Abstract
Michelson, the stack-based virtual machine of the Tezos blockchain, integrates type-checking for program execution completion but not program correctness. Manual stack tracking is efficient but less ergonomic to write in than a higher-level lambda calculus with variables. Compiling McBride’s Quantitative Type Theory to Michelson allows for compile-time verification of semantic predicates and automatic stack optimisation by virtue of the type-theoretic usage accounting system.
Access provided by Autonomous University of Puebla. Download conference paper PDF
Similar content being viewed by others
Keywords
1 Introduction and Prior Work
Smart contracts running on distributed ledgers are an archetypal example of a security-critical application, and one where the popular conceit of security-through-obscurity cannot serve since contract code is public, yet results so far from languages such as Solidity [1], the contract language most popular on the Ethereum blockchain [2], have not been promising. Numerous hacks and losses numbering in the hundreds of millions [3, 4] have resulted from often quite simple bugs in contracts.
Michelson is the smart contract language of Tezos [5]. The Michelson language is stack-based, with high-level data types & primitive functions. A Michelson program consists of a series of instructions, each of which describes a state transition rule which re-writes the stack. At compile-time, static type-checking ensures that the instruction sequence has the correct stack types by starting with the initial stack type & walking through the start & return stack types of each instruction. An run-time, instructions are executed in sequence according to the rewrite rules, with input values provided by the caller (e.g. as arguments to a smart contract call). Michelson’s static type checking provides for verification of executability but not for verification of semantic correctness—it can say nothing about how the start & end storage values of a contract relate to each other or to the arguments provided in the contract call.
Due to its stack-based nature, pure Michelson is not particularly ergonomic to develop in—the contract author must mentally track which stack position corresponds to what value at each instruction in the sequence of instructions which together comprise the contract, and limited facilities exist for function abstraction and avoidance of code duplication. For this reason, prior efforts have build intermediate languages for Michelson, such as Albert [6], which allow the programmer to use a higher-level syntax to define functions which operate on named variables, and automatically handle the conversion to Michelson operation sequences by tracking the relationship between variables names & stack positions during compilation. Due to the higher-level abstraction, however, these techniques frequently come at a cost in runtime efficiency, since the automatic translation cannot easily take into account whether a variable used as an argument to a function will need to be used later (and so must be kept around on the stack) or is only used once (and so can be safely discarded), as a programmer might do mentally when writing low-level Michelson by hand.
Prior efforts to bring semantic verification to Michelson, in particular Nomadic Labs’ Mi-Cho-Coq [7] framework for the verification of Michelson contracts in Coq, have provided verification capabilities by expressing the semantics of Michelson in an existing theorem prover.

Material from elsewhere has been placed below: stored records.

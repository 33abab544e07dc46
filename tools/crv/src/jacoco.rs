use crate::coverage::{sum_counters, Class, Counter, CounterKind, Method, Package, Report};
use crate::errors::CrvError;
use serde::Deserialize;

#[derive(Debug, Deserialize)]
struct XmlReport {
    #[serde(rename = "@name", default)]
    name: String,
    #[serde(rename = "package", default)]
    packages: Vec<XmlPackage>,
    #[serde(rename = "counter", default)]
    counters: Vec<XmlCounter>,
}

#[derive(Debug, Deserialize)]
struct XmlPackage {
    #[serde(rename = "@name", default)]
    name: String,
    #[serde(rename = "class", default)]
    classes: Vec<XmlClass>,
    #[serde(rename = "counter", default)]
    counters: Vec<XmlCounter>,
}

#[derive(Debug, Deserialize)]
struct XmlClass {
    #[serde(rename = "@name", default)]
    name: String,
    #[serde(rename = "@sourcefilename", default)]
    source_file: String,
    #[serde(rename = "method", default)]
    methods: Vec<XmlMethod>,
    #[serde(rename = "counter", default)]
    counters: Vec<XmlCounter>,
}

#[derive(Debug, Deserialize)]
struct XmlMethod {
    #[serde(rename = "@name", default)]
    name: String,
    #[serde(rename = "@desc", default)]
    desc: String,
    #[serde(rename = "@line", default)]
    line: u32,
    #[serde(rename = "counter", default)]
    counters: Vec<XmlCounter>,
}

#[derive(Debug, Deserialize)]
struct XmlCounter {
    #[serde(rename = "@type")]
    kind: String,
    #[serde(rename = "@missed", default)]
    missed: u64,
    #[serde(rename = "@covered", default)]
    covered: u64,
}

/// Parses a JaCoCo XML report. A class, package or report that carries no
/// counters of its own gets the sum of the level below.
pub fn parse_jacoco(text: &str) -> Result<Report, CrvError> {
    let raw: XmlReport = quick_xml::de::from_str(text)
        .map_err(|e| CrvError::ReportParse(format!("decode xml: {e}")))?;

    let mut packages = Vec::with_capacity(raw.packages.len());
    for xml_package in raw.packages {
        let mut classes = Vec::with_capacity(xml_package.classes.len());
        for xml_class in xml_package.classes {
            let methods = xml_class
                .methods
                .into_iter()
                .map(|xml_method| {
                    Ok(Method {
                        name: xml_method.name,
                        desc: xml_method.desc,
                        line: xml_method.line,
                        counters: decode_counters(xml_method.counters)?,
                    })
                })
                .collect::<Result<Vec<_>, CrvError>>()?;
            let mut counters = decode_counters(xml_class.counters)?;
            if counters.is_empty() {
                counters = sum_counters(methods.iter().map(|method| method.counters.as_slice()));
            }
            classes.push(Class {
                name: xml_class.name,
                source_file: xml_class.source_file,
                methods,
                counters,
            });
        }

        let mut counters = decode_counters(xml_package.counters)?;
        if counters.is_empty() {
            counters = sum_counters(classes.iter().map(|class| class.counters.as_slice()));
        }
        packages.push(Package {
            name: xml_package.name,
            classes,
            counters,
        });
    }

    let mut counters = decode_counters(raw.counters)?;
    if counters.is_empty() {
        counters = sum_counters(packages.iter().map(|package| package.counters.as_slice()));
    }

    Ok(Report {
        name: raw.name,
        packages,
        counters,
    })
}

fn decode_counters(raw: Vec<XmlCounter>) -> Result<Vec<Counter>, CrvError> {
    raw.into_iter()
        .map(|counter| {
            let kind = CounterKind::parse(&counter.kind).ok_or_else(|| {
                CrvError::ReportParse(format!("unsupported counter type: {}", counter.kind))
            })?;
            Ok(Counter::new(kind, counter.missed, counter.covered))
        })
        .collect()
}
use serde::{Deserialize, Serialize};
use std::time::Duration;

pub const DEFAULT_INTERVAL: Duration = Duration::from_millis(1000);

#[derive(Debug, Clone, Copy, PartialEq, Eq, Default, Serialize, Deserialize)]
#[serde(rename_all = "lowercase")]
pub enum WatchMode {
    Off,
    Auto,
    #[default]
    Passive,
}

impl WatchMode {
    pub fn parse(value: &str) -> Option<Self> {
        match value {
            "off" => Some(Self::Off),
            "auto" => Some(Self::Auto),
            "passive" => Some(Self::Passive),
            _ => None,
        }
    }

    pub fn as_str(self) -> &'static str {
        match self {
            Self::Off => "off",
            Self::Auto => "auto",
            Self::Passive => "passive",
        }
    }
}

#[derive(Debug, Clone, Copy, PartialEq, Eq)]
pub enum TickKind {
    /// Auto mode: reload unconditionally.
    Watch,
    /// Passive mode: ask the change probe first.
    Probe,
}

/// Which external collaborators the driver actually has.
#[derive(Debug, Clone, Copy, PartialEq, Eq)]
pub struct WatchWiring {
    pub has_reload: bool,
    pub has_probe: bool,
    pub interval: Duration,
}

impl Default for WatchWiring {
    fn default() -> Self {
        Self {
            has_reload: false,
            has_probe: false,
            interval: DEFAULT_INTERVAL,
        }
    }
}

#[derive(Debug, Clone, PartialEq, Eq, Default)]
pub struct WatchState {
    pub mode: WatchMode,
    pub pending_confirmation: bool,
    pub last_error: Option<String>,
}

impl WatchState {
    pub fn new(mode: WatchMode) -> Self {
        Self {
            mode,
            pending_confirmation: false,
            last_error: None,
        }
    }

    /// The recurring tick this mode drives, if its collaborator is wired.
    pub fn tick_kind(&self, wiring: &WatchWiring) -> Option<TickKind> {
        match self.mode {
            WatchMode::Auto if wiring.has_reload => Some(TickKind::Watch),
            WatchMode::Passive if wiring.has_probe && wiring.has_reload => Some(TickKind::Probe),
            _ => None,
        }
    }

    pub fn record_error(&mut self, message: String) {
        self.last_error = Some(message);
    }

    /// Applies a probe result; returns true when a change armed the prompt.
    pub fn apply_probe(&mut self, result: Result<bool, String>) -> bool {
        match result {
            Ok(changed) => {
                self.last_error = None;
                if changed {
                    self.pending_confirmation = true;
                }
                changed
            }
            Err(message) => {
                self.record_error(message);
                false
            }
        }
    }

    /// Clears the prompt. Returns whether one was showing.
    pub fn resolve_prompt(&mut self) -> bool {
        std::mem::take(&mut self.pending_confirmation)
    }
}

/// `1s`, `1500ms`: the cadence as shown in the status line.
pub fn format_interval(interval: Duration) -> String {
    let millis = interval.as_millis();
    if millis % 1000 == 0 {
        format!("{}s", millis / 1000)
    } else {
        format!("{millis}ms")
    }
}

This allows for precise verification of contract behavioural semantics, but requires that such verification be done at the low-level of Michelson instruction sequences—so if a developer writes a contract in a higher-level language which compiles to Michelson, they will need to perform verification on the translated Michelson output, instead of in the higher-level language itself. Furthermore, the verification must operate at the level of Michelson stack semantics—one cannot, for example, express invariants about the behaviour of functions with named variables written in the higher-level language, but must instead reason about values at particular stack positions. Of course, this has the advantage of guarding against mistakes in the translation from the higher-level language to Michelson, but requires this verification overhead in every analysis performed—ideally, one would express properties of each unique contract in the semantics of the higher-level language, verify (once) the compiler transformation to the semantics of Michelson, and thereby obtain an equivalent level of assurance.

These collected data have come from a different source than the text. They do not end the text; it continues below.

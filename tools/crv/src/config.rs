use crate::app::{ViewConfig, DEFAULT_THRESHOLD};
use crate::errors::CrvError;
use crate::report_loader::ReportFormat;
use crate::rows::SortMode;
use crate::runtime::FileSystem;
use crate::watch::WatchMode;
use serde::{Deserialize, Serialize};
use std::path::PathBuf;
use std::time::Duration;

#[derive(Debug, Clone, Default)]
pub struct CliOverrides {
    pub config_path: Option<PathBuf>,
    pub threshold: Option<f64>,
    pub sort: Option<String>,
    pub format: Option<ReportFormat>,
    pub watch: bool,
    pub no_watch: bool,
    pub no_color: bool,
    pub log_file: Option<PathBuf>,
}

#[derive(Debug, Clone, Serialize, Deserialize, PartialEq)]
pub struct AppConfig {
    pub view: ViewSection,
    pub report: ReportSection,
    pub watch: WatchSection,
    pub logging: LoggingSection,
}

#[derive(Debug, Clone, Serialize, Deserialize, PartialEq)]
pub struct ViewSection {
    pub threshold: f64,
    pub sort: String,
    pub no_color: bool,
}

#[derive(Debug, Clone, Serialize, Deserialize, PartialEq, Eq)]
pub struct ReportSection {
    pub format: ReportFormat,
}

#[derive(Debug, Clone, Serialize, Deserialize, PartialEq, Eq)]
pub struct WatchSection {
    pub mode: WatchMode,
    pub interval_ms: u64,
}

#[derive(Debug, Clone, Serialize, Deserialize, PartialEq, Eq)]
pub struct LoggingSection {
    pub path: Option<PathBuf>,
}

impl Default for AppConfig {
    fn default() -> Self {
        Self {
            view: ViewSection {
                threshold: DEFAULT_THRESHOLD,
                sort: "name".to_string(),
                no_color: false,
            },
            report: ReportSection {
                format: ReportFormat::Auto,
            },
            watch: WatchSection {
                mode: WatchMode::Passive,
                interval_ms: 1000,
            },
            logging: LoggingSection { path: None },
        }
    }
}

impl AppConfig {
    pub fn view_config(&self) -> ViewConfig {
        ViewConfig {
            threshold: self.view.threshold,
            sort: SortMode::from_key(&self.view.sort),
            no_color: self.view.no_color,
            watch: self.watch.mode,
        }
    }

    pub fn interval(&self) -> Duration {
        Duration::from_millis(self.watch.interval_ms)
    }
}

#[derive(Debug, Clone, Serialize, Deserialize, Default)]
#[serde(deny_unknown_fields)]
struct PartialAppConfig {
    view: Option<PartialViewSection>,
    report: Option<PartialReportSection>,
    watch: Option<PartialWatchSection>,
    logging: Option<PartialLoggingSection>,
}

#[derive(Debug, Clone, Serialize, Deserialize, Default)]
#[serde(deny_unknown_fields)]
struct PartialViewSection {
    threshold: Option<f64>,
    sort: Option<String>,
    no_color: Option<bool>,
}

#[derive(Debug, Clone, Serialize, Deserialize, Default)]
#[serde(deny_unknown_fields)]
struct PartialReportSection {
    format: Option<ReportFormat>,
}

#[derive(Debug, Clone, Serialize, Deserialize, Default)]
#[serde(deny_unknown_fields)]
struct PartialWatchSection {
    mode: Option<WatchMode>,
    interval_ms: Option<u64>,
}

#[derive(Debug, Clone, Serialize, Deserialize, Default)]
#[serde(deny_unknown_fields)]
struct PartialLoggingSection {
    path: Option<PathBuf>,
}

/// Defaults, then the TOML file named by `--config`, then flags.
pub fn load_config(overrides: &CliOverrides, fs: &dyn FileSystem) -> Result<AppConfig, CrvError> {
    let mut cfg = AppConfig::default();

    if let Some(path) = &overrides.config_path {
        let file_contents = fs.read_to_string(path)?;
        let partial: PartialAppConfig = toml::from_str(&file_contents)
            .map_err(|e| CrvError::ConfigParse(e.to_string()))?;
        merge_partial_config(&mut cfg, partial);
    }

    apply_cli_overrides(&mut cfg, overrides);
    validate_config(&cfg)?;
    Ok(cfg)
}

fn merge_partial_config(cfg: &mut AppConfig, partial: PartialAppConfig) {
    if let Some(view) = partial.view {
        if let Some(value) = view.threshold {
            cfg.view.threshold = value;
        }
        if let Some(value) = view.sort {
            cfg.view.sort = value;
        }
        if let Some(value) = view.no_color {
            cfg.view.no_color = value;
        }
    }

    if let Some(format) = partial.report.and_then(|report| report.format) {
        cfg.report.format = format;
    }

    if let Some(watch) = partial.watch {
        if let Some(value) = watch.mode {
            cfg.watch.mode = value;
        }
        if let Some(value) = watch.interval_ms {
            cfg.watch.interval_ms = value;
        }
    }

    if let Some(logging) = partial.logging {
        if let Some(path) = logging.path {
            cfg.logging.path = Some(path);
        }
    }
}

fn apply_cli_overrides(cfg: &mut AppConfig, overrides: &CliOverrides) {
    if let Some(threshold) = overrides.threshold {
        cfg.view.threshold = threshold;
    }
    if let Some(sort) = &overrides.sort {
        cfg.view.sort = sort.clone();
    }
    if let Some(format) = overrides.format {
        cfg.report.format = format;
    }
    if overrides.no_color {
        cfg.view.no_color = true;
    }
    if overrides.watch {
        cfg.watch.mode = WatchMode::Auto;
    }
    if overrides.no_watch {
        cfg.watch.mode = WatchMode::Off;
    }
    if let Some(path) = &overrides.log_file {
        cfg.logging.path = Some(path.clone());
    }
}

fn validate_config(cfg: &AppConfig) -> Result<(), CrvError> {
    if !(0.0..=100.0).contains(&cfg.view.threshold) {
        return Err(CrvError::InvalidConfig(format!(
            "view.threshold must be between 0 and 100, got {}",
            cfg.view.threshold
        )));
    }

    if !matches!(cfg.view.sort.as_str(), "name" | "coverage") {
        return Err(CrvError::InvalidConfig(format!(
            "view.sort must be \"name\" or \"coverage\", got {:?}",
            cfg.view.sort
        )));
    }

    if cfg.watch.interval_ms == 0 {
        return Err(CrvError::InvalidConfig(
            "watch.interval_ms must be greater than zero".to_string(),
        ));
    }

    Ok(())
}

Outside the Tezos ecosystem, Edstrom & Pettersson’s prior effort to realise dependently-typed smart contracts [8] achieved high-level semantic verification, but found the output code to be too inefficient to execute. They wrote an Idris [9] backend targeting Ethereum’s LLL language [10]. Our approach shares a similar goal of high-level verification, but utilises a bespoke compilation pipeline—their approach handicapped itself by compiling to LLL instead of directly to EVM opcodes, and Idris’ lack of linearity meant that they had to perform expensive memory-management operations in output contracts.

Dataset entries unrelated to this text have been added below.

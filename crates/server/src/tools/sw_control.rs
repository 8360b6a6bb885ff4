//! sw_config and sw_cleanup_status tool implementations.
//!
//! Both answer through the worker's control channel, the same path a page
//! uses with `GET_SW_CONFIG` and `GET_SW_CLEANUP_STATUS`.

use chrono::Utc;
use rmcp::{ErrorData as McpError, model::CallToolResult};
use schemars::JsonSchema;
use serde::{Deserialize, Serialize};
use swcache_worker::{CleanupStatusReply, WorkerContext};

use super::json_result;

/// Output structure for the sw_cleanup_status tool.
#[derive(Debug, Clone, Serialize, Deserialize, JsonSchema)]
pub struct SwCleanupStatusOutput {
    /// Whether the expiry scheduler is enabled.
    pub enabled: bool,
    /// Cleanup timestamps; absent while cleanup is disabled.
    #[schemars(with = "Option<serde_json::Value>")]
    pub status: Option<CleanupStatusReply>,
}

/// Implementation of the sw_config tool.
pub async fn config_impl(ctx: &WorkerContext) -> Result<CallToolResult, McpError> {
    json_result(&ctx.control().sw_config())
}

/// Implementation of the sw_cleanup_status tool.
pub async fn status_impl(ctx: &WorkerContext) -> Result<CallToolResult, McpError> {
    let status = ctx.control().cleanup_status(Utc::now()).await;
    let output = SwCleanupStatusOutput { enabled: ctx.scheduler().is_enabled(), status };
    json_result(&output)
}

Conor McBride’s Quantitative Type Theory (QTT) [11] elegantly melds full-spectrum dependent-type semantics with precise usage accounting. In our high-level smart contract language Juvix, we alter QTT to include the semantics of built-in Michelson operations in the higher-level language so that semantic verification can be performed in the language in which the developer is writing, and we utilise the precise usage information to optimise the output code produced by our Michelson compilation pipeline. Juvix also includes a high-level frontend language, datatype system, pattern matching, etc., but those abstractions can be desugared to the core representation, so this paper describes only the core altered quantitative type theory & the variable-usage stack accounting used in the Michelson compilation pipeline. We expect that this fundamental approach could also be reused with other frontends or other stack-based virtual machines without much difficulty.
2 Core Language
Our core syntax & type theory is based on QTT, altered to include additional primitives, and instantiated over the semiring of the natural numbers plus \(\omega \) for maximum granularity in expressing usage information.
2.1 Preliminaries
A semiring R is a set R with binary operations \(+\) (addition) and \(\cdot \) (multiplication), such that \((R, +)\) is a commutative monoid with identity 0, \((R, \cdot )\) is a monoid with identity 1, multiplication left and right distribute over addition, and multiplication by 0 annihilates R.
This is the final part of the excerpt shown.